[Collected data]
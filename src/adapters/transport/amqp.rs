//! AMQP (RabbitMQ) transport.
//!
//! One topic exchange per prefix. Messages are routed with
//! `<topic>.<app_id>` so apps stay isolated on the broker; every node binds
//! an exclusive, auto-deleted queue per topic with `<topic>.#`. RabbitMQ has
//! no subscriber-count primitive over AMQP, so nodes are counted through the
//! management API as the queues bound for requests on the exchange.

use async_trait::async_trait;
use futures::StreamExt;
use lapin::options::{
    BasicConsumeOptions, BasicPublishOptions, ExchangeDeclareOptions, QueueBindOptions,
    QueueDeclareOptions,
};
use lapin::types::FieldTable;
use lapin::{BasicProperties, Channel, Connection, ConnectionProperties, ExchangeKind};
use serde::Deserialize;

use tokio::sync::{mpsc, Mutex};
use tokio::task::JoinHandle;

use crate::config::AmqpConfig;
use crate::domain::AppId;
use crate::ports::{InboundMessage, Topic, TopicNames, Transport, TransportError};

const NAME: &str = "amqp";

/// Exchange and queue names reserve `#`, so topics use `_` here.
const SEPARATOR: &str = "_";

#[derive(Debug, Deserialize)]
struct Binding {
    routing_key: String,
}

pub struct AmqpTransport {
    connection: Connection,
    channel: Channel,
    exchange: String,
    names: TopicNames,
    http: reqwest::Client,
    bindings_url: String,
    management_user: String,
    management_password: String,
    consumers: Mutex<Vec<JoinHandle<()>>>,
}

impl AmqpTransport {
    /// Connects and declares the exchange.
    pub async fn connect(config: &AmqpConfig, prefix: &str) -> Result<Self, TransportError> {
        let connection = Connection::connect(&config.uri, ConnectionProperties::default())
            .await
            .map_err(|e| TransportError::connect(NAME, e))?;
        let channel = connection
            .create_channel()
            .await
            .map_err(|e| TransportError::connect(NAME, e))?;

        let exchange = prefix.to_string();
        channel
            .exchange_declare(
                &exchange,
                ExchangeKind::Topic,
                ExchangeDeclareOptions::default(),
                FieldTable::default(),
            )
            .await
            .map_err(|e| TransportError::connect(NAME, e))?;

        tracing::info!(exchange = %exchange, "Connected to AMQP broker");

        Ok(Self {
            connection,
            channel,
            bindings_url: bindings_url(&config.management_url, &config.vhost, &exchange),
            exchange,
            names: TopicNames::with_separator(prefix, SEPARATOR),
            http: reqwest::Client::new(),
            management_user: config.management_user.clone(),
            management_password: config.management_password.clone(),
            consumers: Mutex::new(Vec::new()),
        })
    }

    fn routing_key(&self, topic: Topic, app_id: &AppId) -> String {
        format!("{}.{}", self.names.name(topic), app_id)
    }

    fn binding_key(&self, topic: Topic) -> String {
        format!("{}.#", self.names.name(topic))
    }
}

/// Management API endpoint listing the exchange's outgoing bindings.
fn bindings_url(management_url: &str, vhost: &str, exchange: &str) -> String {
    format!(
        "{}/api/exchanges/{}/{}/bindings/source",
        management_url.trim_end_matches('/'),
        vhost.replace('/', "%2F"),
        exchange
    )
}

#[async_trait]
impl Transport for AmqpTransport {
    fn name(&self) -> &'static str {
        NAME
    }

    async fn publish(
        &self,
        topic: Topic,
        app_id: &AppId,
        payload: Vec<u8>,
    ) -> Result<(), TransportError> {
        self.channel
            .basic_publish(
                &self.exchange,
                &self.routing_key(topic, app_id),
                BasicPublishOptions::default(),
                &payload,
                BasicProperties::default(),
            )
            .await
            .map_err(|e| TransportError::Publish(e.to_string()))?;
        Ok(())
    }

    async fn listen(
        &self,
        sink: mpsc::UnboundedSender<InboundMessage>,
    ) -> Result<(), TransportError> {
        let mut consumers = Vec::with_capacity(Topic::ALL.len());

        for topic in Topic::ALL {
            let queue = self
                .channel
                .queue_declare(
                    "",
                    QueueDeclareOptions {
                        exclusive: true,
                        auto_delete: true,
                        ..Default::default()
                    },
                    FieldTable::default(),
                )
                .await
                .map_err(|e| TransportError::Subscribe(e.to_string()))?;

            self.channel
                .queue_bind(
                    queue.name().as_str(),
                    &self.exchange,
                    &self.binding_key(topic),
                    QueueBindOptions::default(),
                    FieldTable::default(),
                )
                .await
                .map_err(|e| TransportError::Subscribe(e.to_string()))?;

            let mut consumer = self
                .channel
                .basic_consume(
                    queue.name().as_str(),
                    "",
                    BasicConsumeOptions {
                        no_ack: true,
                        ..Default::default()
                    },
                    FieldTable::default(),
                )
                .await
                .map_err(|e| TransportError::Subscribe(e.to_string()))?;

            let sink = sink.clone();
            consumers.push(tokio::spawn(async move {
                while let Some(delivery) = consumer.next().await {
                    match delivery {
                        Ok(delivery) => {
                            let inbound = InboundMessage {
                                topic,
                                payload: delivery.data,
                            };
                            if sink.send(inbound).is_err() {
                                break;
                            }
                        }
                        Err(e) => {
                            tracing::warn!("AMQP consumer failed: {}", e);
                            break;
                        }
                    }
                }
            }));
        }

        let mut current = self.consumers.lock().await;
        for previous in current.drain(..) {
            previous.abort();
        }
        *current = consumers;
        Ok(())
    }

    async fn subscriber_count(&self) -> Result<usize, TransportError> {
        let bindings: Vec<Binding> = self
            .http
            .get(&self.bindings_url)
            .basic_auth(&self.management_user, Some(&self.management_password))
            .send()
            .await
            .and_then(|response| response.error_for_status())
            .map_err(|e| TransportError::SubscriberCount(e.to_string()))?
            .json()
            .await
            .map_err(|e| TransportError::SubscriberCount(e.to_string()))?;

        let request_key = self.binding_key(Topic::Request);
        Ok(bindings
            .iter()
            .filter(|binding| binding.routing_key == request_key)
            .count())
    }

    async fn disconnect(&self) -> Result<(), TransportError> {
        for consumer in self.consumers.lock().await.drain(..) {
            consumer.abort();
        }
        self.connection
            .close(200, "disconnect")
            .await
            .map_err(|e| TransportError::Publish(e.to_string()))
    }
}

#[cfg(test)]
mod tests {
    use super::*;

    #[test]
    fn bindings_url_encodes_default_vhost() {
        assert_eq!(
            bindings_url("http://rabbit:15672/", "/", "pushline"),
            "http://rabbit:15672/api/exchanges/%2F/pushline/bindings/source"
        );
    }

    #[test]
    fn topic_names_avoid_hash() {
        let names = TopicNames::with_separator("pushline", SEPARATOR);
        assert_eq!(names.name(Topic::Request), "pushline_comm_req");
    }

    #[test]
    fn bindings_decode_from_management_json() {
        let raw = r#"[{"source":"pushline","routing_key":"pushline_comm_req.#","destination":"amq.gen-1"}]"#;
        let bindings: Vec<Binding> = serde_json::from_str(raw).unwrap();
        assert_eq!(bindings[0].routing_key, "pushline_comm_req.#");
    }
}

---

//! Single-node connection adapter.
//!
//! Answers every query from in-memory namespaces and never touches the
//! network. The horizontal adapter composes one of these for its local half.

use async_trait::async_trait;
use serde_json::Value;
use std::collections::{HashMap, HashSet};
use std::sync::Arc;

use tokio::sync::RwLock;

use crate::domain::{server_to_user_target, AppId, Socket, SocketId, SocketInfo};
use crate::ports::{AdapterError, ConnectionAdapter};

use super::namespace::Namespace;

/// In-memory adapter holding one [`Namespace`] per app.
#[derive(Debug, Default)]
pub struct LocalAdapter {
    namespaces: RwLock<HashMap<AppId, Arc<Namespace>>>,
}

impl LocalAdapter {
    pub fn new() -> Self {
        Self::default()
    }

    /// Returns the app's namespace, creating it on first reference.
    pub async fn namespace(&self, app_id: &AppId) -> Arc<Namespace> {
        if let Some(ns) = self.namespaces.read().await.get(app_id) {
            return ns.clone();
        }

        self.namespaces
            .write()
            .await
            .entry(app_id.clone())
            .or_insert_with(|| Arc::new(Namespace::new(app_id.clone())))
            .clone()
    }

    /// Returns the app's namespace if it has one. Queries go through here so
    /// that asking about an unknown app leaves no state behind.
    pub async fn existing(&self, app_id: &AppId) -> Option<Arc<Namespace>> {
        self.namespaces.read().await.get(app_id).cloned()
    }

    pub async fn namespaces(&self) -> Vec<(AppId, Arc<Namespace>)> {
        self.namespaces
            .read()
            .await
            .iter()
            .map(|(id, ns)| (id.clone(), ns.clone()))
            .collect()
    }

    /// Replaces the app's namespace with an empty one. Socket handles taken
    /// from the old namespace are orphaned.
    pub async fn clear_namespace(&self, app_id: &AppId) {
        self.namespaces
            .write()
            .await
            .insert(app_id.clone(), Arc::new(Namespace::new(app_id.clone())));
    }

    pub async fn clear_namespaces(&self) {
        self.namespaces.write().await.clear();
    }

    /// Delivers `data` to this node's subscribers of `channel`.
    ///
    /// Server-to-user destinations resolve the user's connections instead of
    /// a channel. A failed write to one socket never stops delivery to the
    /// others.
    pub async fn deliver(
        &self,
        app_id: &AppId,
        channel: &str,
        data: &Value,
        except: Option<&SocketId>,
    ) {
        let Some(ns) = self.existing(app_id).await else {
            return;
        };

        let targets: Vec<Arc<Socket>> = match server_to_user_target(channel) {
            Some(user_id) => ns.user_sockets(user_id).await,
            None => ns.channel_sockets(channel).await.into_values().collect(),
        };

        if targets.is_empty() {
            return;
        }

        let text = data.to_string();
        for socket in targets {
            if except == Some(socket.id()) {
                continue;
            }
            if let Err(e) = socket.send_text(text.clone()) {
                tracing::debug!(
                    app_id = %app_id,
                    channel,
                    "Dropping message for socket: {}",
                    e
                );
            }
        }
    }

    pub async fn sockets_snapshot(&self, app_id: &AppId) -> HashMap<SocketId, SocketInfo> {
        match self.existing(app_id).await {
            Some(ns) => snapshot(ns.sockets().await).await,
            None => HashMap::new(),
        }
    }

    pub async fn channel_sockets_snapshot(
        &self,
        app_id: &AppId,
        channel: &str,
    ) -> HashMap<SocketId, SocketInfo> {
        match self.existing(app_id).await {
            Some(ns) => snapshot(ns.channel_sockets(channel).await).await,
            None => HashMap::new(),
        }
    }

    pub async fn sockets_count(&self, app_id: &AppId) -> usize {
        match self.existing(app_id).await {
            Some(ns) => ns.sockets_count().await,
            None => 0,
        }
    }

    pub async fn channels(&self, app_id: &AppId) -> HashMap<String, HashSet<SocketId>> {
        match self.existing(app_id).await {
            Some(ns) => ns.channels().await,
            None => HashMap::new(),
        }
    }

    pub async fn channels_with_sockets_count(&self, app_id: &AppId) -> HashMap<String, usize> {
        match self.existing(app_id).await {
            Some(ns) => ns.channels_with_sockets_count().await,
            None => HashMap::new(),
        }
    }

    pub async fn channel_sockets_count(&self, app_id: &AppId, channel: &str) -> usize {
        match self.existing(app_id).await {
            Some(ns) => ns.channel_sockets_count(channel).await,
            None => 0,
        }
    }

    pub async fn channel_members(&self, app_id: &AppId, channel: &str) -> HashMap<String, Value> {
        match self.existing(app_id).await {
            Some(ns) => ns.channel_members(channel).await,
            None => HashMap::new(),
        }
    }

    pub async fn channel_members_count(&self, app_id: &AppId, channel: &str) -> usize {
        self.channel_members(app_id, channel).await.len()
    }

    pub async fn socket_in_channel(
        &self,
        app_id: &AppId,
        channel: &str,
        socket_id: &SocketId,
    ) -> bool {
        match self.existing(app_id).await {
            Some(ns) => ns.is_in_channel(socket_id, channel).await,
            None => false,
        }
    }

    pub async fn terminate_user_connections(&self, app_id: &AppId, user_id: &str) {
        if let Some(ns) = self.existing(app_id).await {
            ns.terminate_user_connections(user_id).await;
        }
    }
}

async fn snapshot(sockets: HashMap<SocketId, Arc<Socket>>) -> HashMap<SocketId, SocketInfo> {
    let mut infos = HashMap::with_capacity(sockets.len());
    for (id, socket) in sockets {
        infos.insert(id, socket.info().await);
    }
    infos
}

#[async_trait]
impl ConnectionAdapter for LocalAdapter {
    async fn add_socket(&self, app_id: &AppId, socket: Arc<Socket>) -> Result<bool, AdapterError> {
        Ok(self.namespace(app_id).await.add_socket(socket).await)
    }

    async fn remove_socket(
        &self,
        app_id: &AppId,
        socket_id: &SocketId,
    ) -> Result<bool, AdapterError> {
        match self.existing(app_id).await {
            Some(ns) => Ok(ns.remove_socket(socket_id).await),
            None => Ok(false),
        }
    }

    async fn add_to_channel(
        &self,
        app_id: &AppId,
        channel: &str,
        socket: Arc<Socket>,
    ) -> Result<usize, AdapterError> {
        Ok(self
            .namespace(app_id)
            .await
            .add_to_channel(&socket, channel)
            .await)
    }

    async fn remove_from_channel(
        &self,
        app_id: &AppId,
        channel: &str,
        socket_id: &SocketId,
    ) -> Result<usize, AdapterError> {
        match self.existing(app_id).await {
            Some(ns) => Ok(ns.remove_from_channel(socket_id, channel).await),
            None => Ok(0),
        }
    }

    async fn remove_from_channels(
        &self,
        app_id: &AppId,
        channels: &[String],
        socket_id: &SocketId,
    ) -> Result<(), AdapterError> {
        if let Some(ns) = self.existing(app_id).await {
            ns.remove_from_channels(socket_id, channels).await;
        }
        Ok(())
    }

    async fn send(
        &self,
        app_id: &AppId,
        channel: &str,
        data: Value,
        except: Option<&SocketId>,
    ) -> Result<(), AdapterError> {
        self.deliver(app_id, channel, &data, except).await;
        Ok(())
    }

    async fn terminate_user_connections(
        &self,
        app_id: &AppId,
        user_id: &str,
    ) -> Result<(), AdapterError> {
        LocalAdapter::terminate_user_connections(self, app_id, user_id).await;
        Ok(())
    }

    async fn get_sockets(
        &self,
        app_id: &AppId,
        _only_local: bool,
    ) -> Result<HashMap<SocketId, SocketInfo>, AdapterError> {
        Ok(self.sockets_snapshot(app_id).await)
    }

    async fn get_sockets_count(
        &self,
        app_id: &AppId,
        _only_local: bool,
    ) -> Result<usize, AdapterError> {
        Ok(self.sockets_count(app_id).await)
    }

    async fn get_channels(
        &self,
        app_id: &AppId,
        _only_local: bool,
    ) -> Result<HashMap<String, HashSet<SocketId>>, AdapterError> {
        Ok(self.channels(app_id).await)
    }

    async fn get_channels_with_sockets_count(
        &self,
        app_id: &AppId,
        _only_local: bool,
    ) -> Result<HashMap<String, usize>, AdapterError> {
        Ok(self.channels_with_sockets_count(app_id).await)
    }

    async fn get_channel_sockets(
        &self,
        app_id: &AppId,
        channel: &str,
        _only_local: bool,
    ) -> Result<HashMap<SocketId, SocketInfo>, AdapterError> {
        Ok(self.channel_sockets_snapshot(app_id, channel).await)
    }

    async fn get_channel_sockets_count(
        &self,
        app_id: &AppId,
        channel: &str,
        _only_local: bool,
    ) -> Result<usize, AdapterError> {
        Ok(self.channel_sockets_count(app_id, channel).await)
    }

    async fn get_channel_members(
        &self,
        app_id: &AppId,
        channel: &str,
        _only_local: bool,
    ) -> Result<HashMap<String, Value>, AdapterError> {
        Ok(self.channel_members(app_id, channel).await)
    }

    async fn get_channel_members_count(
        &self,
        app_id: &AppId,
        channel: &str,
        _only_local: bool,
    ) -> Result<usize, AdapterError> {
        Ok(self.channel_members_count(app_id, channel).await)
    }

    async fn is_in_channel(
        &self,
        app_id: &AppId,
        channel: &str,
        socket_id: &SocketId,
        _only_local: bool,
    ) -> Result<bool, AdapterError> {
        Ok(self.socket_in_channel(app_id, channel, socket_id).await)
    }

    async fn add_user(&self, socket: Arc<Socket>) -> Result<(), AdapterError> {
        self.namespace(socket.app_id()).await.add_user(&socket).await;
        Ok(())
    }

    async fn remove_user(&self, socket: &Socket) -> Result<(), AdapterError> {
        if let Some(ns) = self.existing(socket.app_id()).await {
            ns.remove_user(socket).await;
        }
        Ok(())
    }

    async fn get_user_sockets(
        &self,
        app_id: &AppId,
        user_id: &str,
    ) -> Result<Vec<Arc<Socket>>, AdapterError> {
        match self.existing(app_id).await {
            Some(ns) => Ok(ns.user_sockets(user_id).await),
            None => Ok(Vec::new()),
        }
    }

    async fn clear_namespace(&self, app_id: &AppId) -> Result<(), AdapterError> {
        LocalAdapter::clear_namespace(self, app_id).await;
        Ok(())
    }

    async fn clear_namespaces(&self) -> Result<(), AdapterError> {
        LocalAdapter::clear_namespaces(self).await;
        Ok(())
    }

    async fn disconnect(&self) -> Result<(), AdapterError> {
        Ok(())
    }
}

--

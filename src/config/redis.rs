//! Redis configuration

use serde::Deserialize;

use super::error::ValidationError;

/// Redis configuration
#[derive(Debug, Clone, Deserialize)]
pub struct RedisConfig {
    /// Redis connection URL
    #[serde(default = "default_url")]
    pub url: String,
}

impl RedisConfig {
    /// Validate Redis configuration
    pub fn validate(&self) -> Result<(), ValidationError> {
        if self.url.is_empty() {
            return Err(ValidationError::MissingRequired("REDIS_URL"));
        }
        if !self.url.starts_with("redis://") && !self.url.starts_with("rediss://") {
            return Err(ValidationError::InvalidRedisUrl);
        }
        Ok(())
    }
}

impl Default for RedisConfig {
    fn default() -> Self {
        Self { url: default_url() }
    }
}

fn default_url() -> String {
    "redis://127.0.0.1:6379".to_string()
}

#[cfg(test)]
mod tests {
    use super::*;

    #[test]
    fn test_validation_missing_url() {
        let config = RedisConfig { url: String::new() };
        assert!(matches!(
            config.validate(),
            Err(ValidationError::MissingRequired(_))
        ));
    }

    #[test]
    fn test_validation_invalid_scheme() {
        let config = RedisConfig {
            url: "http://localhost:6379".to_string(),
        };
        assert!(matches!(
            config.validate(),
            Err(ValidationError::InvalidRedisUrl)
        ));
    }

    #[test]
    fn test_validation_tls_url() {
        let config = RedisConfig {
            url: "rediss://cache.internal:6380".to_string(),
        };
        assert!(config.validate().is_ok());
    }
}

◆ **WHAT IS REQUIRED**
Scan the records for the word "failed", and copy each line where it is found.

◆ **WRITTEN RESPONSE**
                            tracing::warn!("AMQP consumer failed: {}", e);
    /// a channel. A failed write to one socket never stops delivery to the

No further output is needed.